▶ WHAT TO WORK ON
Return only the lines from the one containing "let wait = (next" to the end of the entries below, exactly as written, both ends included.

▶ EXCERPTED DATA
--- START ---
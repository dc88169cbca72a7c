//! Shared harness for the HTTP integration tests
//!
//! Every test gets its own in-memory database and its own exports
//! directory, so tests can run in parallel.

#![allow(dead_code)]

use axum_test::TestServer;
use chrono::{Datelike, Duration, Utc};
use expense_tracker::prelude::*;
use serde_json::{Value, json};
use std::path::PathBuf;
use tempfile::TempDir;

pub struct TestApp {
    pub server: TestServer,
    pub ctx: AppContext,
    pub exports: TempDir,
}

pub fn static_dir() -> PathBuf {
    PathBuf::from(env!("CARGO_MANIFEST_DIR")).join("static")
}

pub async fn spawn_app() -> TestApp {
    let db = Database::in_memory()
        .await
        .expect("Failed to open in-memory database");
    let exports = tempfile::tempdir().expect("Failed to create exports dir");
    let ctx = AppContext::new(&db, exports.path());

    let app = build_router(ctx.clone(), &static_dir());
    let server = TestServer::new(app);

    TestApp {
        server,
        ctx,
        exports,
    }
}

impl TestApp {
    /// POST an expense and return the response body
    pub async fn create_expense(&self, body: Value) -> Value {
        let response = self.server.post("/api/expenses").json(&body).await;
        response.assert_status(axum::http::StatusCode::CREATED);
        response.json()
    }

    /// POST a rule and return the response body
    pub async fn create_rule(&self, body: Value) -> Value {
        let response = self.server.post("/api/recurring").json(&body).await;
        response.assert_status(axum::http::StatusCode::CREATED);
        response.json()
    }
}

/// Monthly rule that is due today and started 30 days ago
pub fn rule_due_today(description: &str) -> Value {
    let now = Utc::now();
    json!({
        "amount": 100.0,
        "category": "super",
        "description": description,
        "frequency": "monthly",
        "day_of_month": now.day(),
        "start_date": (now - Duration::days(30)).to_rfc3339(),
    })
}
//! Daily timer that drives the apply-pass

use super::engine::RecurrenceEngine;
use crate::core::time::today_utc;
use chrono::{DateTime, Days, NaiveTime, TimeZone, Utc};
use std::sync::Arc;
use tokio::task::JoinHandle;

/// Fires [`RecurrenceEngine::run_apply_pass`] once a day at `run_at` (UTC)
#[derive(Debug, Clone)]
pub struct Scheduler {
    engine: Arc<RecurrenceEngine>,
    run_at: NaiveTime,
    run_on_startup: bool,
}

/// Handle to the spawned timer task
#[derive(Debug)]
pub struct SchedulerHandle {
    task: JoinHandle<()>,
}

impl SchedulerHandle {
    /// Stop the timer; an apply-pass in flight is dropped before commit
    pub fn shutdown(self) {
        self.task.abort();
        tracing::info!("scheduler stopped");
    }
}

impl Scheduler {
    pub fn new(engine: Arc<RecurrenceEngine>, run_at: NaiveTime) -> Self {
        Self {
            engine,
            run_at,
            run_on_startup: false,
        }
    }

    /// Also run one pass immediately after spawning
    pub fn with_run_on_startup(mut self, enabled: bool) -> Self {
        self.run_on_startup = enabled;
        self
    }

    /// Start the timer on the current tokio runtime
    pub fn spawn(self) -> SchedulerHandle {
        tracing::info!(run_at = %self.run_at, "scheduler started");
        let task = tokio::spawn(async move {
            if self.run_on_startup {
                let applied = self.engine.run_apply_pass(today_utc()).await;
                tracing::info!(applied, "startup apply-pass complete");
            }

            loop {
                let now = Utc::now();
                let next = next_run_after(now, self.run_at);
                let wait = (next - now).to_std().unwrap_or_default();
                tracing::debug!(next_run = %next, "scheduler sleeping");
                tokio::time::sleep(wait).await;

                let applied = self.engine.run_apply_pass(next.date_naive()).await;
                tracing::info!(applied, "scheduled apply-pass complete");
            }
        });
        SchedulerHandle { task }
    }
}

/// Next instant strictly after `now` whose UTC time of day is `run_at`
pub fn next_run_after(now: DateTime<Utc>, run_at: NaiveTime) -> DateTime<Utc> {
    let today = now.date_naive();
    let candidate = Utc.from_utc_datetime(&today.and_time(run_at));
    if candidate > now {
        return candidate;
    }
    let tomorrow = today.checked_add_days(Days::new(1)).unwrap_or(today);
    Utc.from_utc_datetime(&tomorrow.and_time(run_at))
}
--- END ---
▶ ANSWER TO THIS PROBLEM
                let wait = (next - now).to_std().unwrap_or_default();
                tracing::debug!(next_run = %next, "scheduler sleeping");
                tokio::time::sleep(wait).await;

                let applied = self.engine.run_apply_pass(next.date_naive()).await;
                tracing::info!(applied, "scheduled apply-pass complete");
            }
        });
        SchedulerHandle { task }
    }
}

/// Next instant strictly after `now` whose UTC time of day is `run_at`
pub fn next_run_after(now: DateTime<Utc>, run_at: NaiveTime) -> DateTime<Utc> {
    let today = now.date_naive();
    let candidate = Utc.from_utc_datetime(&today.and_time(run_at));
    if candidate > now {
        return candidate;
    }
    let tomorrow = today.checked_add_days(Days::new(1)).unwrap_or(today);
    Utc.from_utc_datetime(&tomorrow.and_time(run_at))
}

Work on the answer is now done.